Nature: mRNA Vaccines Induce Unexpected Protein Production

Nature: mRNA Vaccines Induce Unexpected Protein Production

Even after administering billions of doses during the COVID-19 pandemic, messenger RNA (mRNA) vaccines continue to hold surprises.

A recent study published in Nature suggests that mRNA vaccines may prompt cells to produce small amounts of unexpected proteins.

Researchers propose a solution to enhance the safety and effectiveness of future mRNA-based vaccines or drugs.

Nature: mRNA Vaccines Induce Unexpected Protein Production

Virologist Stephen Griffin from the University of Leeds in the UK describes this research as a “milestone,” providing new insights into how cells utilize natural and artificial mRNA to manufacture proteins.

He adds, “In the future, RNA technology may have broader therapeutic applications beyond vaccines, potentially involving higher doses and more frequent administrations, so any potential issues need to be addressed.”

The mRNA strand carries the blueprint of cellular genes to the protein-manufacturing machinery known as the ribosome. The ribosome reads three bases of mRNA at a time, where each triplet, or codon, specifies an amino acid in the protein. Potential mRNA vaccines and therapies consist of artificial mRNA carrying specific protein instructions.

For vaccines, the goal is to elicit an immune response against proteins like the spike protein of the novel coronavirus. mRNA therapies aim to induce the production of proteins that can treat diseases.

However, the presence of foreign RNA often signals an attack by a virus, leading cells to identify and destroy it. Decades ago, researchers Katalin Karikó and Drew Weissman at the University of Pennsylvania discovered that by changing one base of mRNA, replacing uridine with pseudouridine, the modified strand could evade degradation for a sufficient period, allowing cells to produce the intended protein. This groundbreaking research, recently awarded the Nobel Prize, has accelerated the development of mRNA vaccines and therapies.

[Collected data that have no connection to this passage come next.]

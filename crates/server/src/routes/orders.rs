//! Order route handlers.
//!
//! Creation, snapshots, link claiming, and the admin-only mutations
//! (invites, deadline, sign-in policy).

use axum::Json;
use axum::extract::{Path, State};
use axum::http::StatusCode;
use chrono::{DateTime, Utc};
use serde::{Deserialize, Serialize};
use tower_sessions::Session;
use tracing::instrument;
use url::Url;

use cartpool_core::token::{AdminPayload, InvalidToken, InvitePayload};
use cartpool_core::{CapabilitySet, Item, Order, OrderEvent, OrderId};

use crate::db::{ItemRepository, NewOrder, OrderRepository};
use crate::error::{AppError, Result, add_breadcrumb, set_sentry_user};
use crate::realtime::ViewerInfo;
use crate::services::IdentityService;
use crate::state::AppState;

use super::load_order;

/// Payload for creating an order.
#[derive(Debug, Deserialize)]
pub struct CreateOrderRequest {
    pub vendor_name: String,
    pub vendor_url: String,
    pub deadline: DateTime<Utc>,
    #[serde(default)]
    pub creator_name: Option<String>,
    #[serde(default)]
    pub invite_only: bool,
    #[serde(default)]
    pub allow_oidc: bool,
    #[serde(default)]
    pub privacy_mode: bool,
}

/// Response for order creation.
#[derive(Debug, Serialize)]
pub struct CreateOrderResponse {
    pub order: Order,
    /// Admin link for sharing with co-organizers. Keep it secret.
    pub admin_url: String,
}

/// Full order view for one caller.
#[derive(Debug, Serialize)]
pub struct OrderSnapshot {
    pub order: Order,
    pub viewer: ViewerInfo,
    pub items: Vec<Item>,
    pub capabilities: CapabilitySet,
    #[serde(skip_serializing_if = "Option::is_none")]
    pub admin_url: Option<String>,
}

/// Response for claiming an invite or admin link.
#[derive(Debug, Serialize)]
pub struct ClaimResponse {
    pub order: Order,
    pub viewer: ViewerInfo,
}

/// Payload for minting an invite link.
#[derive(Debug, Deserialize)]
pub struct IssueInviteRequest {
    pub guest_name: String,
}

/// Response for a minted invite link.
#[derive(Debug, Serialize)]
pub struct IssueInviteResponse {
    pub guest_name: String,
    pub token: String,
    pub join_url: String,
}

/// Payload for moving the deadline.
#[derive(Debug, Deserialize)]
pub struct ChangeDeadlineRequest {
    pub deadline: DateTime<Utc>,
}

/// Payload for changing the sign-in policy.
#[derive(Debug, Deserialize)]
pub struct ChangeSettingsRequest {
    pub allow_oidc: bool,
}

/// Create an order.
///
/// POST /orders
///
/// The creating session becomes admin of the order immediately. Signed-in
/// creators additionally get durable admin standing via `creator_subject`,
/// which survives session loss.
#[instrument(skip(state, session, body), fields(vendor = %body.vendor_name))]
pub async fn create(
    State(state): State<AppState>,
    session: Session,
    Json(body): Json<CreateOrderRequest>,
) -> Result<(StatusCode, Json<CreateOrderResponse>)> {
    let vendor_name = body.vendor_name.trim();
    if vendor_name.is_empty() {
        return Err(AppError::BadRequest("vendor_name is required".to_owned()));
    }
    let vendor_url = body.vendor_url.trim();
    if Url::parse(vendor_url).is_err() {
        return Err(AppError::BadRequest(
            "vendor_url must be a valid URL".to_owned(),
        ));
    }
    if body.deadline <= Utc::now() {
        return Err(AppError::BadRequest(
            "deadline must be in the future".to_owned(),
        ));
    }
    if body.privacy_mode && !body.invite_only {
        return Err(AppError::BadRequest(
            "privacy_mode requires invite_only".to_owned(),
        ));
    }

    let service = IdentityService::new(&session);
    let identity_state = service.state().await?;

    let given_name = body
        .creator_name
        .as_deref()
        .map(str::trim)
        .filter(|name| !name.is_empty())
        .map(ToOwned::to_owned);
    let Some(creator_name) = given_name.clone().or_else(|| {
        identity_state
            .authenticated
            .as_ref()
            .map(|user| {
                user.display_name
                    .clone()
                    .unwrap_or_else(|| user.subject.clone())
            })
            .or_else(|| identity_state.display_name.clone())
    }) else {
        return Err(AppError::BadRequest("creator_name is required".to_owned()));
    };
    if let (None, Some(name)) = (&identity_state.authenticated, &given_name) {
        service.remember_display_name(name).await?;
    }

    let order = OrderRepository::new(state.pool())
        .create(NewOrder {
            vendor_name: vendor_name.to_owned(),
            vendor_url: vendor_url.to_owned(),
            deadline: body.deadline,
            creator_name,
            creator_subject: identity_state
                .authenticated
                .as_ref()
                .map(|user| user.subject.clone()),
            invite_only: body.invite_only,
            allow_oidc: body.allow_oidc,
            privacy_mode: body.privacy_mode,
        })
        .await?;

    service.grant_admin(order.id).await?;

    let token = state.tokens().issue_admin(&AdminPayload::new(order.id))?;
    let admin_url = state.admin_url(order.id, &token);

    add_breadcrumb("order", "order created", Some(&[("vendor", vendor_name)]));
    tracing::info!(order_id = %order.id, "order created");
    Ok((
        StatusCode::CREATED,
        Json(CreateOrderResponse { order, admin_url }),
    ))
}

/// List orders created by the calling signed-in user.
///
/// GET /orders
///
/// Anonymous and guest sessions have no durable creator standing, so they
/// get an empty list.
pub async fn index(
    State(state): State<AppState>,
    session: Session,
) -> Result<Json<Vec<Order>>> {
    let identity_state = IdentityService::new(&session).state().await?;
    let Some(user) = identity_state.authenticated else {
        return Ok(Json(Vec::new()));
    };
    let orders = OrderRepository::new(state.pool())
        .list_by_creator(&user.subject)
        .await?;
    Ok(Json(orders))
}

/// Fetch an order snapshot for the calling identity.
///
/// GET /orders/{id}
///
/// Items are filtered to what the caller may see; admins also get a fresh
/// admin link (tokens are stateless, so re-minting costs nothing).
pub async fn show(
    State(state): State<AppState>,
    session: Session,
    Path(id): Path<OrderId>,
) -> Result<Json<OrderSnapshot>> {
    let order = load_order(&state, id).await?;
    let identity = IdentityService::new(&session).resolve(&order).await?;
    let capabilities = state.capabilities(&identity, &order, Utc::now());

    let items: Vec<Item> = ItemRepository::new(state.pool())
        .list_for_order(order.id)
        .await?
        .into_iter()
        .filter(|item| capabilities.can_view_item(item))
        .collect();
    let capability_set = capabilities.summary();

    let admin_url = if identity.is_admin() {
        let token = state.tokens().issue_admin(&AdminPayload::new(order.id))?;
        Some(state.admin_url(order.id, &token))
    } else {
        None
    };

    Ok(Json(OrderSnapshot {
        viewer: ViewerInfo::from(&identity),
        order,
        items,
        capabilities: capability_set,
        admin_url,
    }))
}

/// Claim an invite link.
///
/// GET /orders/{id}/join/{token}
///
/// Binds the guest identity named by the token to this session, for this
/// order only. Deterministic: presenting the same link again resolves to
/// the same identity. Verification failure is opaque - tampered, truncated,
/// and misdirected tokens all read the same from outside.
#[instrument(skip(state, session, token), fields(order_id = %id))]
pub async fn claim_invite(
    State(state): State<AppState>,
    session: Session,
    Path((id, token)): Path<(OrderId, String)>,
) -> Result<Json<ClaimResponse>> {
    let payload = state.tokens().verify_invite(&token)?;
    if payload.order_id != id {
        return Err(InvalidToken.into());
    }
    let order = load_order(&state, id).await?;

    let service = IdentityService::new(&session);
    service.bind_guest(order.id, &payload.guest_name).await?;
    let identity = service.resolve(&order).await?;
    set_sentry_user(&identity.key(), Some(&identity.display_name));

    add_breadcrumb("auth", "invite claimed", None);
    tracing::info!(order_id = %order.id, "invite claimed");
    Ok(Json(ClaimResponse {
        viewer: ViewerInfo::from(&identity),
        order,
    }))
}

/// Claim an admin link.
///
/// GET /orders/{id}/admin/{token}
///
/// Marks this session as admin for the order the token names. Failure is
/// opaque, same as invite claiming.
#[instrument(skip(state, session, token), fields(order_id = %id))]
pub async fn claim_admin(
    State(state): State<AppState>,
    session: Session,
    Path((id, token)): Path<(OrderId, String)>,
) -> Result<Json<ClaimResponse>> {
    let payload = state.tokens().verify_admin(&token)?;
    if payload.order_id != id {
        return Err(InvalidToken.into());
    }
    let order = load_order(&state, id).await?;

    let service = IdentityService::new(&session);
    service.grant_admin(order.id).await?;
    let identity = service.resolve(&order).await?;
    set_sentry_user(&identity.key(), Some(&identity.display_name));

    add_breadcrumb("auth", "admin claimed", None);
    tracing::info!(order_id = %order.id, "admin claimed");
    Ok(Json(ClaimResponse {
        viewer: ViewerInfo::from(&identity),
        order,
    }))
}

/// Mint an invite link for a guest.
///
/// POST /orders/{id}/invites
///
/// Admin only. The token is stateless; nothing is stored about it. The
/// revision bump plus broadcast lets connected clients show that an invite
/// went out without revealing the link itself.
#[instrument(skip(state, session, body), fields(order_id = %id))]
pub async fn issue_invite(
    State(state): State<AppState>,
    session: Session,
    Path(id): Path<OrderId>,
    Json(body): Json<IssueInviteRequest>,
) -> Result<Json<IssueInviteResponse>> {
    let order = load_order(&state, id).await?;
    let identity = IdentityService::new(&session).resolve(&order).await?;
    if !state
        .capabilities(&identity, &order, Utc::now())
        .can_issue_invites()
    {
        return Err(AppError::Forbidden(
            "only admins can issue invites".to_owned(),
        ));
    }

    let guest_name = body.guest_name.trim();
    if guest_name.is_empty() {
        return Err(AppError::BadRequest("guest_name is required".to_owned()));
    }

    let token = state
        .tokens()
        .issue_invite(&InvitePayload::new(order.id, guest_name))?;
    let join_url = state.join_url(order.id, &token);

    let revision = OrderRepository::new(state.pool())
        .bump_revision(order.id)
        .await?;
    let mut order = order;
    order.revision = revision;
    state.rooms().publish(
        &order,
        OrderEvent::InviteIssued {
            guest_name: guest_name.to_owned(),
        },
    );

    tracing::info!(order_id = %order.id, "invite issued");
    Ok(Json(IssueInviteResponse {
        guest_name: guest_name.to_owned(),
        token,
        join_url,
    }))
}

/// Move the order deadline.
///
/// POST /orders/{id}/deadline
///
/// Admin only. Any direction, any number of times: moving it into the past
/// is how an organizer closes an order early.
#[instrument(skip(state, session, body), fields(order_id = %id))]
pub async fn change_deadline(
    State(state): State<AppState>,
    session: Session,
    Path(id): Path<OrderId>,
    Json(body): Json<ChangeDeadlineRequest>,
) -> Result<Json<Order>> {
    let order = load_order(&state, id).await?;
    let identity = IdentityService::new(&session).resolve(&order).await?;
    if !state
        .capabilities(&identity, &order, Utc::now())
        .can_extend_deadline()
    {
        return Err(AppError::Forbidden(
            "only admins can change the deadline".to_owned(),
        ));
    }

    let updated = OrderRepository::new(state.pool())
        .set_deadline(id, body.deadline)
        .await?;
    state.rooms().publish(
        &updated,
        OrderEvent::DeadlineChanged {
            deadline: updated.deadline,
        },
    );

    tracing::info!(order_id = %updated.id, deadline = %updated.deadline, "deadline changed");
    Ok(Json(updated))
}

/// Change the order's sign-in policy.
///
/// POST /orders/{id}/settings
///
/// Admin only. Not broadcast: the policy only matters to the next person
/// who opens the order.
#[instrument(skip(state, session, body), fields(order_id = %id))]
pub async fn change_settings(
    State(state): State<AppState>,
    session: Session,
    Path(id): Path<OrderId>,
    Json(body): Json<ChangeSettingsRequest>,
) -> Result<Json<Order>> {
    let order = load_order(&state, id).await?;
    let identity = IdentityService::new(&session).resolve(&order).await?;
    if !state
        .capabilities(&identity, &order, Utc::now())
        .can_change_settings()
    {
        return Err(AppError::Forbidden(
            "only admins can change settings".to_owned(),
        ));
    }

    let updated = OrderRepository::new(state.pool())
        .set_allow_oidc(id, body.allow_oidc)
        .await?;

    tracing::info!(order_id = %updated.id, allow_oidc = updated.allow_oidc, "settings changed");
    Ok(Json(updated))
}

Nevertheless, the new study uncovers a pitfall in RNA modification strategies. Toxicologists Anne Willis, James Thaventhiran, and colleagues from the University of Cambridge sought to understand the impact of pseudouridine on the protein manufacturing process. Sometimes, the ribosome misreads natural mRNA, and researchers wanted to know if this error became more common when the altered base was inserted. They designed an mRNA that only prompts cells in a culture dish to produce fluorescent proteins when the ribosome “slips” and misreads a three-letter codon, causing a frameshift error. In natural mRNA, this often results in the production of inactive proteins degraded by the cell.

Researchers found that in COVID-19 vaccines produced by Pfizer and Moderna in the United States, mRNA with pseudouridine was more likely to induce the production of frameshift proteins than mRNA with normal uridine. In their experiments, approximately 8% of proteins produced by mRNA exhibited frameshift errors.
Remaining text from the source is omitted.